Task requirements:
Each line below must be written out exactly as shown.

Stored entries:
+ + + + +
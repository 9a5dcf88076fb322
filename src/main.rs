//! Token Ledger CLI Application
//!
//! A command-line interface for creating and operating a token ledger.

use clap::{Parser, Subcommand};
use std::path::PathBuf;
use token_ledger::cli::{self, AppState};
use token_ledger::token::{Address, Amount, GenesisConfig};

#[derive(Parser)]
#[command(name = "ledger")]
#[command(author = "Darshan")]
#[command(version = "0.1.0")]
#[command(about = "A fixed-supply fungible token ledger", long_about = None)]
struct Cli {
    /// Data directory for ledger storage
    #[arg(short, long, default_value = ".ledger_data")]
    data_dir: PathBuf,

    #[command(subcommand)]
    command: Commands,
}

#[derive(Subcommand)]
enum Commands {
    /// Create a new ledger, minting the whole supply to one account
    Init {
        /// Genesis file (JSON); overrides the individual flags
        #[arg(short, long)]
        genesis: Option<PathBuf>,

        /// Token name
        #[arg(long, default_value = "Token")]
        name: String,

        /// Token symbol
        #[arg(long, default_value = "TKN")]
        symbol: String,

        /// Display decimals
        #[arg(long, default_value = "18")]
        decimals: u8,

        /// Total supply in base units
        #[arg(long)]
        supply: Option<Amount>,

        /// Account receiving the supply
        #[arg(long)]
        recipient: Option<Address>,

        /// Replace an existing ledger
        #[arg(long)]
        force: bool,
    },

    /// Account operations
    Account {
        #[command(subcommand)]
        action: AccountCommands,
    },

    /// Display token information
    Info,

    /// Show the balance of an account
    Balance {
        #[arg(short, long)]
        address: Address,
    },

    /// Show how much a spender may move for an owner
    Allowance {
        #[arg(short, long)]
        owner: Address,

        #[arg(short, long)]
        spender: Address,
    },

    /// List holders by balance
    Holders {
        #[arg(short, long, default_value = "20")]
        count: usize,
    },

    /// Transfer tokens to an account
    Transfer {
        /// Caller's private key (hex)
        #[arg(short, long)]
        key: String,

        #[arg(short, long)]
        to: Address,

        #[arg(short, long)]
        amount: Amount,
    },

    /// Set the allowance of a spender
    Approve {
        /// Caller's private key (hex)
        #[arg(short, long)]
        key: String,

        #[arg(short, long)]
        spender: Address,

        #[arg(short, long)]
        amount: Amount,
    },

    /// Delegated transfer out of a sender's account
    TransferFrom {
        /// Caller's private key (hex)
        #[arg(short, long)]
        key: String,

        #[arg(short, long)]
        sender: Address,

        #[arg(short, long)]
        to: Address,

        #[arg(short, long)]
        amount: Amount,
    },

    /// Raise the allowance of a spender
    IncreaseAllowance {
        /// Caller's private key (hex)
        #[arg(short, long)]
        key: String,

        #[arg(short, long)]
        spender: Address,

        #[arg(short, long)]
        amount: Amount,
    },

    /// Lower the allowance of a spender
    DecreaseAllowance {
        /// Caller's private key (hex)
        #[arg(short, long)]
        key: String,

        #[arg(short, long)]
        spender: Address,

        #[arg(short, long)]
        amount: Amount,
    },

    /// Show recent events
    Events {
        #[arg(short, long, default_value = "10")]
        count: usize,

        /// Only show transfers to or from this account
        #[arg(short, long)]
        address: Option<Address>,
    },

    /// Restore the ledger from a backup (0 is the newest)
    Restore {
        #[arg(short, long, default_value = "0")]
        backup: usize,
    },

    /// Export ledger to file
    Export {
        /// Output file path
        #[arg(short, long)]
        output: PathBuf,
    },

    /// Import ledger from file
    Import {
        /// Input file path
        #[arg(short, long)]
        input: PathBuf,
    },
}

#[derive(Subcommand)]
enum AccountCommands {
    /// Generate a new key and its address
    New,
}

fn main() -> Result<(), Box<dyn std::error::Error>> {
    // Initialize logger
    env_logger::Builder::from_env(env_logger::Env::default().default_filter_or("info")).init();

    let cli = Cli::parse();

    // Commands that don't need a loaded ledger
    match &cli.command {
        Commands::Init {
            genesis,
            name,
            symbol,
            decimals,
            supply,
            recipient,
            force,
        } => {
            let genesis = match genesis {
                Some(path) => GenesisConfig::from_file(path)?,
                None => GenesisConfig {
                    name: name.clone(),
                    symbol: symbol.clone(),
                    decimals: *decimals,
                    total_supply: supply.ok_or("--supply is required without --genesis")?,
                    recipient: recipient.ok_or("--recipient is required without --genesis")?,
                },
            };
            return cli::cmd_init(&cli.data_dir, &genesis, *force);
        }
        Commands::Account { action } => {
            return match action {
                AccountCommands::New => cli::cmd_account_new(),
            };
        }
        _ => {}
    }

    let mut state = AppState::new(cli.data_dir.clone())?;

    match cli.command {
        Commands::Init { .. } | Commands::Account { .. } => unreachable!(),

        Commands::Info => cli::cmd_info(&state)?,

        Commands::Balance { address } => cli::cmd_balance(&state, &address)?,

        Commands::Allowance { owner, spender } => cli::cmd_allowance(&state, &owner, &spender)?,

        Commands::Holders { count } => cli::cmd_holders(&state, count)?,

        Commands::Transfer { key, to, amount } => {
            cli::cmd_transfer(&mut state, &key, &to, amount)?;
        }

        Commands::Approve {
            key,
            spender,
            amount,
        } => {
            cli::cmd_approve(&mut state, &key, &spender, amount)?;
        }

        Commands::TransferFrom {
            key,
            sender,
            to,
            amount,
        } => {
            cli::cmd_transfer_from(&mut state, &key, &sender, &to, amount)?;
        }

        Commands::IncreaseAllowance {
            key,
            spender,
            amount,
        } => {
            cli::cmd_increase_allowance(&mut state, &key, &spender, amount)?;
        }

        Commands::DecreaseAllowance {
            key,
            spender,
            amount,
        } => {
            cli::cmd_decrease_allowance(&mut state, &key, &spender, amount)?;
        }

        Commands::Events { count, address } => cli::cmd_events(&state, count, address.as_ref())?,

        Commands::Restore { backup } => cli::cmd_restore(&mut state, backup)?,

        Commands::Export { output } => cli::cmd_export(&state, &output)?,

        Commands::Import { input } => cli::cmd_import(&mut state, &input)?,
    }

    Ok(())
}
+ + + + +
Response below:
repository 9a5dcf88076fb322
filename src/main.rs
//! Token Ledger CLI Application
//!
//! A command-line interface for creating and operating a token ledger.

use clap::{Parser, Subcommand};
use std::path::PathBuf;
use token_ledger::cli::{self, AppState};
use token_ledger::token::{Address, Amount, GenesisConfig};

#[derive(Parser)]
#[command(name = "ledger")]
#[command(author = "Darshan")]
#[command(version = "0.1.0")]
#[command(about = "A fixed-supply fungible token ledger", long_about = None)]
struct Cli {
    /// Data directory for ledger storage
    #[arg(short, long, default_value = ".ledger_data")]
    data_dir: PathBuf,

    #[command(subcommand)]
    command: Commands,
}

#[derive(Subcommand)]
enum Commands {
    /// Create a new ledger, minting the whole supply to one account
    Init {
        /// Genesis file (JSON); overrides the individual flags
        #[arg(short, long)]
        genesis: Option<PathBuf>,

        /// Token name
        #[arg(long, default_value = "Token")]
        name: String,

        /// Token symbol
        #[arg(long, default_value = "TKN")]
        symbol: String,

        /// Display decimals
        #[arg(long, default_value = "18")]
        decimals: u8,

        /// Total supply in base units
        #[arg(long)]
        supply: Option<Amount>,

        /// Account receiving the supply
        #[arg(long)]
        recipient: Option<Address>,

        /// Replace an existing ledger
        #[arg(long)]
        force: bool,
    },

    /// Account operations
    Account {
        #[command(subcommand)]
        action: AccountCommands,
    },

    /// Display token information
    Info,

    /// Show the balance of an account
    Balance {
        #[arg(short, long)]
        address: Address,
    },

    /// Show how much a spender may move for an owner
    Allowance {
        #[arg(short, long)]
        owner: Address,

        #[arg(short, long)]
        spender: Address,
    },

    /// List holders by balance
    Holders {
        #[arg(short, long, default_value = "20")]
        count: usize,
    },

    /// Transfer tokens to an account
    Transfer {
        /// Caller's private key (hex)
        #[arg(short, long)]
        key: String,

        #[arg(short, long)]
        to: Address,

        #[arg(short, long)]
        amount: Amount,
    },

    /// Set the allowance of a spender
    Approve {
        /// Caller's private key (hex)
        #[arg(short, long)]
        key: String,

        #[arg(short, long)]
        spender: Address,

        #[arg(short, long)]
        amount: Amount,
    },

    /// Delegated transfer out of a sender's account
    TransferFrom {
        /// Caller's private key (hex)
        #[arg(short, long)]
        key: String,

        #[arg(short, long)]
        sender: Address,

        #[arg(short, long)]
        to: Address,

        #[arg(short, long)]
        amount: Amount,
    },

    /// Raise the allowance of a spender
    IncreaseAllowance {
        /// Caller's private key (hex)
        #[arg(short, long)]
        key: String,

        #[arg(short, long)]
        spender: Address,

        #[arg(short, long)]
        amount: Amount,
    },

    /// Lower the allowance of a spender
    DecreaseAllowance {
        /// Caller's private key (hex)
        #[arg(short, long)]
        key: String,

        #[arg(short, long)]
        spender: Address,

        #[arg(short, long)]
        amount: Amount,
    },

    /// Show recent events
    Events {
        #[arg(short, long, default_value = "10")]
        count: usize,

        /// Only show transfers to or from this account
        #[arg(short, long)]
        address: Option<Address>,
    },

    /// Restore the ledger from a backup (0 is the newest)
    Restore {
        #[arg(short, long, default_value = "0")]
        backup: usize,
    },

    /// Export ledger to file
    Export {
        /// Output file path
        #[arg(short, long)]
        output: PathBuf,
    },

    /// Import ledger from file
    Import {
        /// Input file path
        #[arg(short, long)]
        input: PathBuf,
    },
}

#[derive(Subcommand)]
enum AccountCommands {
    /// Generate a new key and its address
    New,
}

fn main() -> Result<(), Box<dyn std::error::Error>> {
    // Initialize logger
    env_logger::Builder::from_env(env_logger::Env::default().default_filter_or("info")).init();

    let cli = Cli::parse();

    // Commands that don't need a loaded ledger
    match &cli.command {
        Commands::Init {
            genesis,
            name,
            symbol,
            decimals,
            supply,
            recipient,
            force,
        } => {
            let genesis = match genesis {
                Some(path) => GenesisConfig::from_file(path)?,
                None => GenesisConfig {
                    name: name.clone(),
                    symbol: symbol.clone(),
                    decimals: *decimals,
                    total_supply: supply.ok_or("--supply is required without --genesis")?,
                    recipient: recipient.ok_or("--recipient is required without --genesis")?,
                },
            };
            return cli::cmd_init(&cli.data_dir, &genesis, *force);
        }
        Commands::Account { action } => {
            return match action {
                AccountCommands::New => cli::cmd_account_new(),
            };
        }
        _ => {}
    }

    let mut state = AppState::new(cli.data_dir.clone())?;

    match cli.command {
        Commands::Init { .. } | Commands::Account { .. } => unreachable!(),

        Commands::Info => cli::cmd_info(&state)?,

        Commands::Balance { address } => cli::cmd_balance(&state, &address)?,

        Commands::Allowance { owner, spender } => cli::cmd_allowance(&state, &owner, &spender)?,

        Commands::Holders { count } => cli::cmd_holders(&state, count)?,

        Commands::Transfer { key, to, amount } => {
            cli::cmd_transfer(&mut state, &key, &to, amount)?;
        }

        Commands::Approve {
            key,
            spender,
            amount,
        } => {
            cli::cmd_approve(&mut state, &key, &spender, amount)?;
        }

        Commands::TransferFrom {
            key,
            sender,
            to,
            amount,
        } => {
            cli::cmd_transfer_from(&mut state, &key, &sender, &to, amount)?;
        }

        Commands::IncreaseAllowance {
            key,
            spender,
            amount,
        } => {
            cli::cmd_increase_allowance(&mut state, &key, &spender, amount)?;
        }

        Commands::DecreaseAllowance {
            key,
            spender,
            amount,
        } => {
            cli::cmd_decrease_allowance(&mut state, &key, &spender, amount)?;
        }

        Commands::Events { count, address } => cli::cmd_events(&state, count, address.as_ref())?,

        Commands::Restore { backup } => cli::cmd_restore(&mut state, backup)?,

        Commands::Export { output } => cli::cmd_export(&state, &output)?,

        Commands::Import { input } => cli::cmd_import(&mut state, &input)?,
    }

    Ok(())
}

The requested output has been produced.